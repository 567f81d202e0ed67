//! Domain models.
//!
//! Records kept by the store (users, exercises, short URLs, sequences) and
//! the API contracts built from them.

pub mod dto;
pub mod sequence;
pub mod tracker;
pub mod url;

pub use dto::{
    AddExerciseRequest, CreateUserRequest, ExerciseInput, ExerciseResponse, HealthResponse,
    IntOrString, LogEntry, LogQuery, LogResponse, ReadyComponents, ReadyResponse,
    ShortUrlResponse, ShortenRequest, UserResponse, format_date, parse_date,
};
pub use sequence::SequenceState;
pub use tracker::{Exercise, ExerciseFilter, NewExercise, User, new_record_id};
pub use url::{ShortUrl, is_valid_url};
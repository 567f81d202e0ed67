//! Storage layer module.
//!
//! This module provides trait-based storage abstraction allowing different backends
//! to be used without changing business logic.

pub mod factory;
pub mod file;
mod index;
pub mod memory;
pub mod traits;

pub use factory::create_storage;
pub use memory::MemoryStorage;
pub use traits::{DynStorage, ExerciseStorage, SequenceStorage, Storage, UrlStorage, UserStorage};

◆ ◆ ◆

Would you restate all of the material, word for word?

repository 567f81d202e0ed67
//! Domain models.
//!
//! Records kept by the store (users, exercises, short URLs, sequences) and
//! the API contracts built from them.

pub mod dto;
pub mod sequence;
pub mod tracker;
pub mod url;

pub use dto::{
    AddExerciseRequest, CreateUserRequest, ExerciseInput, ExerciseResponse, HealthResponse,
    IntOrString, LogEntry, LogQuery, LogResponse, ReadyComponents, ReadyResponse,
    ShortUrlResponse, ShortenRequest, UserResponse, format_date, parse_date,
};
pub use sequence::SequenceState;
pub use tracker::{Exercise, ExerciseFilter, NewExercise, User, new_record_id};
pub use url::{ShortUrl, is_valid_url};
repository 567f81d202e0ed67
//! Storage layer module.
//!
//! This module provides trait-based storage abstraction allowing different backends
//! to be used without changing business logic.

pub mod factory;
pub mod file;
mod index;
pub mod memory;
pub mod traits;

pub use factory::create_storage;
pub use memory::MemoryStorage;
pub use traits::{DynStorage, ExerciseStorage, SequenceStorage, Storage, UrlStorage, UserStorage};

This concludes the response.